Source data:

◇ ◇ ◇

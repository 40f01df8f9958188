//! Staking positions as reported by the ledger.

use crate::{Address, Timestamp, TypesError};
use serde::{Deserialize, Serialize};

/// One stake lot owned by an address.
///
/// Positions are created by an external staking transaction and never mutated;
/// re-staking produces a new position. A position stops counting once
/// `now >= end_time`.
#[derive(Clone, Debug, PartialEq, Eq, Serialize, Deserialize)]
pub struct StakingPosition {
    pub owner: Address,
    /// Staked token units, always non-zero.
    pub amount: u128,
    pub start_time: Timestamp,
    /// Always `start_time + lockup_period_secs`.
    pub end_time: Timestamp,
    pub lockup_period_secs: u64,
}

impl StakingPosition {
    /// Build a position, deriving `end_time` from the lockup period.
    pub fn new(
        owner: Address,
        amount: u128,
        start_time: Timestamp,
        lockup_period_secs: u64,
    ) -> Result<Self, TypesError> {
        if amount == 0 {
            return Err(TypesError::ZeroAmount);
        }
        let end_time = start_time
            .checked_add_secs(lockup_period_secs)
            .ok_or(TypesError::LockupOverflow)?;
        Ok(Self {
            owner,
            amount,
            start_time,
            end_time,
            lockup_period_secs,
        })
    }

    pub fn is_active(&self, now: Timestamp) -> bool {
        now < self.end_time
    }

    /// Seconds of lockup left at `now` (zero once expired).
    pub fn remaining_lockup(&self, now: Timestamp) -> u64 {
        self.end_time.remaining_from(now)
    }

    /// Whether the stored fields satisfy the position invariants.
    ///
    /// Positions deserialized from an external source bypass [`StakingPosition::new`],
    /// so readers check this before trusting them.
    pub fn is_well_formed(&self) -> bool {
        self.amount > 0
            && self.start_time.checked_add_secs(self.lockup_period_secs) == Some(self.end_time)
    }
}
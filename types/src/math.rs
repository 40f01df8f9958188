//! Integer helpers shared by the power, quorum and distribution computations.
//!
//! Everything is integer so results are identical on every machine.

/// Basis-point denominator: 10 000 bps = 100%.
pub const BPS_DENOMINATOR: u128 = 10_000;

/// Floor of the square root, by Newton iteration.
pub fn isqrt(n: u128) -> u128 {
    if n <= 1 {
        return n;
    }
    let mut x = n;
    let mut y = (n >> 1) + 1;
    while y < x {
        x = y;
        y = (x + n / x) >> 1;
    }
    x
}

/// `floor(value * numerator / denominator)` without intermediate overflow.
///
/// Saturates at `u128::MAX`. Returns zero when `denominator` is zero.
pub fn mul_div_floor(value: u128, numerator: u128, denominator: u128) -> u128 {
    mul_div_rem(value, numerator, denominator).0
}

/// Quotient and remainder of `value * numerator / denominator`.
///
/// Splits `value` into quotient and remainder by `denominator` first, so the only
/// products formed are `q * numerator` and `r * numerator` with `r < denominator`.
/// The quotient saturates at `u128::MAX`. Returns `(0, 0)` when `denominator` is zero.
pub fn mul_div_rem(value: u128, numerator: u128, denominator: u128) -> (u128, u128) {
    if denominator == 0 {
        return (0, 0);
    }
    let q = value / denominator;
    let r = value % denominator;
    let whole = q.saturating_mul(numerator);
    let (part, rem) = match r.checked_mul(numerator) {
        Some(p) => (p / denominator, p % denominator),
        None => mul_div_wide(r, numerator, denominator),
    };
    (whole.saturating_add(part), rem)
}

/// Slow path for `a * b / d` with `a < d`: binary long multiplication keeping the
/// running product reduced modulo `d`. Returns quotient and remainder.
fn mul_div_wide(a: u128, b: u128, d: u128) -> (u128, u128) {
    let mut q: u128 = 0;
    let mut r: u128 = 0;
    for i in (0..128).rev() {
        q <<= 1;
        r = add_mod(r, r, d, &mut q);
        if (b >> i) & 1 == 1 {
            r = add_mod(r, a, d, &mut q);
        }
    }
    (q, r)
}

/// `(x + y) mod d` for `x, y < d`, bumping `q` when a multiple of `d` is carried out.
fn add_mod(x: u128, y: u128, d: u128, q: &mut u128) -> u128 {
    let (sum, carry) = x.overflowing_add(y);
    if carry || sum >= d {
        *q += 1;
        sum.wrapping_sub(d)
    } else {
        sum
    }
}
//! Lockup formatting helpers.

const MINUTE: u64 = 60;
const HOUR: u64 = 60 * MINUTE;
const DAY: u64 = 24 * HOUR;
const WEEK: u64 = 7 * DAY;
const YEAR: u64 = 365 * DAY;

const UNITS: [(u64, &str); 6] = [(YEAR, "y"), (WEEK, "w"), (DAY, "d"), (HOUR, "h"), (MINUTE, "m"), (1, "s")];

/// Remaining lockup as its two largest units, e.g. `"1y 3w"` or `"5h 2m"`.
///
/// Zero reads as `"unlocked"`.
pub fn format_lockup(secs: u64) -> String {
    if secs == 0 {
        return "unlocked".to_string();
    }
    let Some(lead) = UNITS.iter().position(|(size, _)| secs >= *size) else {
        return format!("{secs}s");
    };
    let (size, unit) = UNITS[lead];
    let head = format!("{}{unit}", secs / size);
    match UNITS.get(lead + 1) {
        Some((next, next_unit)) => format!("{head} {}{next_unit}", (secs % size) / next),
        None => head,
    }
}

#[cfg(test)]
mod tests {
    use super::*;

    #[test]
    fn picks_the_two_largest_units() {
        assert_eq!(format_lockup(0), "unlocked");
        assert_eq!(format_lockup(42), "42s");
        assert_eq!(format_lockup(300), "5m 0s");
        assert_eq!(format_lockup(7_260), "2h 1m");
        assert_eq!(format_lockup(10 * DAY + 5 * HOUR), "1w 3d");
        assert_eq!(format_lockup(YEAR + 3 * WEEK + DAY), "1y 3w");
    }
}
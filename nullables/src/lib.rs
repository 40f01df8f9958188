//! Nullable infrastructure for deterministic testing.
//!
//! All external collaborators of the engine (clock, ledger, delegation store,
//! cache, vote history, supply and participation sources) are abstracted behind
//! traits. This crate provides in-memory implementations that:
//! - Return deterministic values
//! - Can be controlled programmatically (time, outages, latency)
//! - Never touch the filesystem or network
//!
//! Usage: swap real implementations for nullables in tests and local runs.

pub mod cache;
pub mod clock;
pub mod delegation;
pub mod faults;
pub mod history;
pub mod ledger;
pub mod sources;

pub use cache::NullCache;
pub use clock::NullClock;
pub use delegation::NullDelegationStore;
pub use faults::Faults;
pub use history::NullHistoryStore;
pub use ledger::NullLedger;
pub use sources::{NullParticipation, NullSupply};
//! Shared utilities for the Civitas engine.

pub mod logging;
pub mod time;

pub use logging::{init_logging, LogFormat, UnknownLogFormat};
pub use time::format_lockup;
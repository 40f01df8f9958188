//! Fundamental types for the Civitas voting-power engine.
//!
//! This crate defines the core types shared across every other crate in the workspace:
//! addresses, proposal ids, timestamps and clocks, staking positions, computed voting
//! power, vote records, and the integer math the power computation is built on.

pub mod address;
pub mod error;
pub mod math;
pub mod power;
pub mod staking;
pub mod time;
pub mod vote;

pub use address::{Address, ProposalId};
pub use error::TypesError;
pub use math::{isqrt, mul_div_floor, mul_div_rem, BPS_DENOMINATOR};
pub use power::VotingPower;
pub use staking::StakingPosition;
pub use time::{Clock, SystemClock, Timestamp};
pub use vote::{VoteRecord, VotingMethod};
#[cfg(test)]
mod tests {
    use super::*;
    use civitas_nullables::{NullCache, NullClock, NullDelegationStore, NullLedger};
    use std::sync::atomic::{AtomicBool, Ordering};

    const YEAR: u64 = 31_536_000;
    const NOW: u64 = 1_700_000_000;

    fn params() -> PowerParams {
        PowerParams::from(&EngineConfig::default())
    }

    struct Fixture {
        clock: Arc<NullClock>,
        ledger: Arc<NullLedger>,
        delegations: Arc<NullDelegationStore>,
        kv: Arc<NullCache>,
        cache: Arc<VotingPowerCache>,
        calculator: VotingPowerCalculator,
    }

    fn fixture_with(params: PowerParams) -> Fixture {
        let clock = Arc::new(NullClock::new(NOW));
        let ledger = Arc::new(NullLedger::new());
        let delegations = Arc::new(NullDelegationStore::new());
        let kv = Arc::new(NullCache::new(clock.clone()));
        let cache = Arc::new(VotingPowerCache::new(kv.clone(), 300, params.call_timeout));
        let calculator = VotingPowerCalculator::new(
            ledger.clone(),
            delegations.clone(),
            cache.clone(),
            clock.clone(),
            params,
        );
        Fixture {
            clock,
            ledger,
            delegations,
            kv,
            cache,
            calculator,
        }
    }

    fn fixture() -> Fixture {
        fixture_with(params())
    }

    fn stake(owner: &str, amount: u128, lockup: u64) -> StakingPosition {
        StakingPosition::new(Address::new(owner), amount, Timestamp::new(NOW), lockup).unwrap()
    }

    #[test]
    fn bonus_scales_with_remaining_lockup() {
        assert_eq!(lockup_bonus(10_000, YEAR, 5_000, YEAR), 5_000);
        assert_eq!(lockup_bonus(10_000, YEAR / 2, 5_000, YEAR), 2_500);
        assert_eq!(lockup_bonus(10_000, 0, 5_000, YEAR), 0);
    }

    #[test]
    fn bonus_is_capped_at_max_lockup() {
        assert_eq!(lockup_bonus(10_000, 4 * YEAR, 5_000, YEAR), 5_000);
    }

    #[test]
    fn expired_position_has_no_power() {
        let p = stake("a", 1_000, 10);
        let later = Timestamp::new(NOW + 10);
        assert_eq!(position_power(&p, later, &params()), StakePower::default());
    }

    #[tokio::test]
    async fn full_lockup_stake() {
        let f = fixture();
        f.ledger.add_position(stake("x", 10_000, YEAR));
        let power = f.calculator.compute_voting_power(&Address::new("x")).await;
        assert_eq!(power.raw_power, 10_000);
        assert_eq!(power.adjusted_power, 15_000);
        assert_eq!(power.quadratic_power, 122);
        assert_eq!(power.last_calculated, Timestamp::new(NOW));
    }

    #[tokio::test]
    async fn address_without_stake_has_zero_power() {
        let f = fixture();
        let power = f.calculator.compute_voting_power(&Address::new("nobody")).await;
        assert_eq!(power.adjusted_power, 0);
        assert!(power.delegated_from.is_empty());
    }

    #[tokio::test]
    async fn cache_hit_skips_the_ledger() {
        let f = fixture();
        f.ledger.add_position(stake("x", 500, YEAR));
        let x = Address::new("x");
        let first = f.calculator.compute_voting_power(&x).await;
        let reads = f.ledger.read_count();
        let second = f.calculator.compute_voting_power(&x).await;
        assert_eq!(first, second);
        assert_eq!(f.ledger.read_count(), reads);
    }

    #[tokio::test]
    async fn expired_cache_entry_is_recomputed() {
        let f = fixture();
        f.ledger.add_position(stake("x", 500, YEAR));
        let x = Address::new("x");
        f.calculator.compute_voting_power(&x).await;
        let reads = f.ledger.read_count();
        f.clock.advance(301);
        f.calculator.compute_voting_power(&x).await;
        assert!(f.ledger.read_count() > reads);
    }

    #[tokio::test]
    async fn delegated_stake_flows_to_delegate() {
        let f = fixture();
        f.ledger.add_position(stake("x", 10_000, YEAR));
        f.delegations.seed(&Address::new("x"), &Address::new("y"));

        let y = f.calculator.compute_voting_power(&Address::new("y")).await;
        assert_eq!(y.raw_power, 10_000);
        assert_eq!(y.adjusted_power, 15_000);
        assert!(y.delegated_from.contains(&Address::new("x")));

        let x = f.calculator.compute_voting_power(&Address::new("x")).await;
        assert_eq!(x.delegated_to, Some(Address::new("y")));
    }

    #[tokio::test]
    async fn transitive_chain_counts_each_delegator_once() {
        let f = fixture();
        for name in ["a", "b", "c"] {
            f.ledger.add_position(stake(name, 100, 60));
        }
        f.delegations.seed(&Address::new("a"), &Address::new("b"));
        f.delegations.seed(&Address::new("b"), &Address::new("c"));

        let c = f.calculator.compute_voting_power(&Address::new("c")).await;
        assert_eq!(c.raw_power, 300);
        assert_eq!(c.delegated_from.len(), 1);
    }

    #[tokio::test]
    async fn cycle_terminates_and_counts_each_once() {
        let f = fixture();
        for name in ["a", "b", "c"] {
            f.ledger.add_position(stake(name, 100, 60));
        }
        f.delegations.seed(&Address::new("a"), &Address::new("b"));
        f.delegations.seed(&Address::new("b"), &Address::new("c"));
        f.delegations.seed(&Address::new("c"), &Address::new("a"));

        let a = f.calculator.compute_voting_power(&Address::new("a")).await;
        assert_eq!(a.raw_power, 300);
    }

    #[tokio::test]
    async fn depth_cap_drops_distant_delegators() {
        let mut p = params();
        p.max_delegation_depth = 2;
        let f = fixture_with(p);
        let names: Vec<Address> = (0..5).map(|i| Address::new(format!("w{i}"))).collect();
        for name in &names {
            f.ledger.add_position(stake(name.as_str(), 10, 60));
        }
        // w0 -> w1 -> w2 -> w3 -> w4
        for pair in names.windows(2) {
            f.delegations.seed(&pair[0], &pair[1]);
        }
        let root = f.calculator.compute_voting_power(&names[4]).await;
        // own + w3 + w2
        assert_eq!(root.raw_power, 30);
    }

    #[tokio::test]
    async fn ledger_failure_yields_zero() {
        let f = fixture();
        f.ledger.add_position(stake("x", 10_000, YEAR));
        f.ledger.faults.set_unavailable(true);
        let power = f.calculator.compute_voting_power(&Address::new("x")).await;
        assert_eq!(power, VotingPower::zero(Address::new("x"), Timestamp::new(NOW)));
    }

    #[tokio::test]
    async fn slow_ledger_yields_zero() {
        let mut p = params();
        p.call_timeout = Duration::from_millis(20);
        let f = fixture_with(p);
        f.ledger.add_position(stake("x", 10_000, YEAR));
        f.ledger.faults.set_delay(Duration::from_millis(200));
        let power = f.calculator.compute_voting_power(&Address::new("x")).await;
        assert_eq!(power.adjusted_power, 0);
    }

    #[tokio::test]
    async fn cache_outage_fails_closed() {
        let f = fixture();
        f.ledger.add_position(stake("x", 10_000, YEAR));
        f.kv.faults.set_unavailable(true);
        let power = f.calculator.compute_voting_power(&Address::new("x")).await;
        assert_eq!(power.adjusted_power, 0);
    }

    #[tokio::test]
    async fn tampered_positions_are_ignored() {
        let f = fixture();
        f.ledger.add_position(stake("x", 1_000, 60));
        // end_time pushed out to claim a full-year bonus
        let mut stretched = stake("x", 10_000, 60);
        stretched.end_time = Timestamp::new(NOW + YEAR);
        f.ledger.add_position(stretched);
        let mut empty = stake("x", 10_000, YEAR);
        empty.amount = 0;
        f.ledger.add_position(empty);

        let power = f.calculator.compute_voting_power(&Address::new("x")).await;
        assert_eq!(power.raw_power, 1_000);
        assert_eq!(power.adjusted_power, 1_000);
    }

    // ── Racing invalidation ──────────────────────────────────────────────

    #[tokio::test]
    async fn computation_overtaken_by_invalidation_is_redone() {
        let f = fixture();
        let x = Address::new("x");
        f.ledger.add_position(stake("x", 1_000, 60));
        f.kv.faults.set_delay(Duration::from_millis(50));

        // lands while the first result is being written: a new stake arrives
        let racer = {
            let (ledger, cache, x) = (f.ledger.clone(), f.cache.clone(), x.clone());
            tokio::spawn(async move {
                tokio::time::sleep(Duration::from_millis(75)).await;
                ledger.add_position(stake("x", 2_000, 60));
                cache.invalidate(&x).await.unwrap();
            })
        };

        let power = f.calculator.compute_voting_power(&x).await;
        racer.await.unwrap();
        assert_eq!(power.raw_power, 3_000);
        assert_eq!(f.ledger.read_count(), 2);

        // only the recomputed value made it into the cache
        f.kv.faults.set_delay(Duration::ZERO);
        assert_eq!(f.cache.get(&x).await.unwrap().map(|p| p.raw_power), Some(3_000));
    }

    #[tokio::test]
    async fn persistent_invalidation_bypasses_the_cache() {
        let f = fixture();
        let x = Address::new("x");
        f.ledger.add_position(stake("x", 10_000, YEAR));
        f.kv.faults.set_delay(Duration::from_millis(50));

        let stop = Arc::new(AtomicBool::new(false));
        let churn = {
            let (cache, x, stop) = (f.cache.clone(), x.clone(), stop.clone());
            tokio::spawn(async move {
                let mut pending = Vec::new();
                while !stop.load(Ordering::SeqCst) {
                    let (cache, x) = (cache.clone(), x.clone());
                    pending.push(tokio::spawn(async move { cache.invalidate(&x).await }));
                    tokio::time::sleep(Duration::from_millis(10)).await;
                }
                for task in pending {
                    let _ = task.await;
                }
            })
        };

        let power = f.calculator.compute_voting_power(&x).await;
        stop.store(true, Ordering::SeqCst);
        churn.await.unwrap();

        assert_eq!(power.raw_power, 10_000);
        assert_eq!(power.adjusted_power, 15_000);
        // two refused publishes, then one uncached computation
        assert_eq!(f.ledger.read_count(), 3);
        f.kv.faults.set_delay(Duration::ZERO);
        assert!(!f.kv.contains(&VotingPowerCache::key(&x)));
        assert_eq!(f.cache.get(&x).await.unwrap(), None);
    }
}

◇ ◇ ◇

PROBLEM:
Extract exactly the leading lines of the data, stopping at and including the line with "if amount == 0".

TASK OUTPUT:
repository 40f01df8f9958188
//! Staking positions as reported by the ledger.

use crate::{Address, Timestamp, TypesError};
use serde::{Deserialize, Serialize};

/// One stake lot owned by an address.
///
/// Positions are created by an external staking transaction and never mutated;
/// re-staking produces a new position. A position stops counting once
/// `now >= end_time`.
#[derive(Clone, Debug, PartialEq, Eq, Serialize, Deserialize)]
pub struct StakingPosition {
    pub owner: Address,
    /// Staked token units, always non-zero.
    pub amount: u128,
    pub start_time: Timestamp,
    /// Always `start_time + lockup_period_secs`.
    pub end_time: Timestamp,
    pub lockup_period_secs: u64,
}

impl StakingPosition {
    /// Build a position, deriving `end_time` from the lockup period.
    pub fn new(
        owner: Address,
        amount: u128,
        start_time: Timestamp,
        lockup_period_secs: u64,
    ) -> Result<Self, TypesError> {
        if amount == 0 {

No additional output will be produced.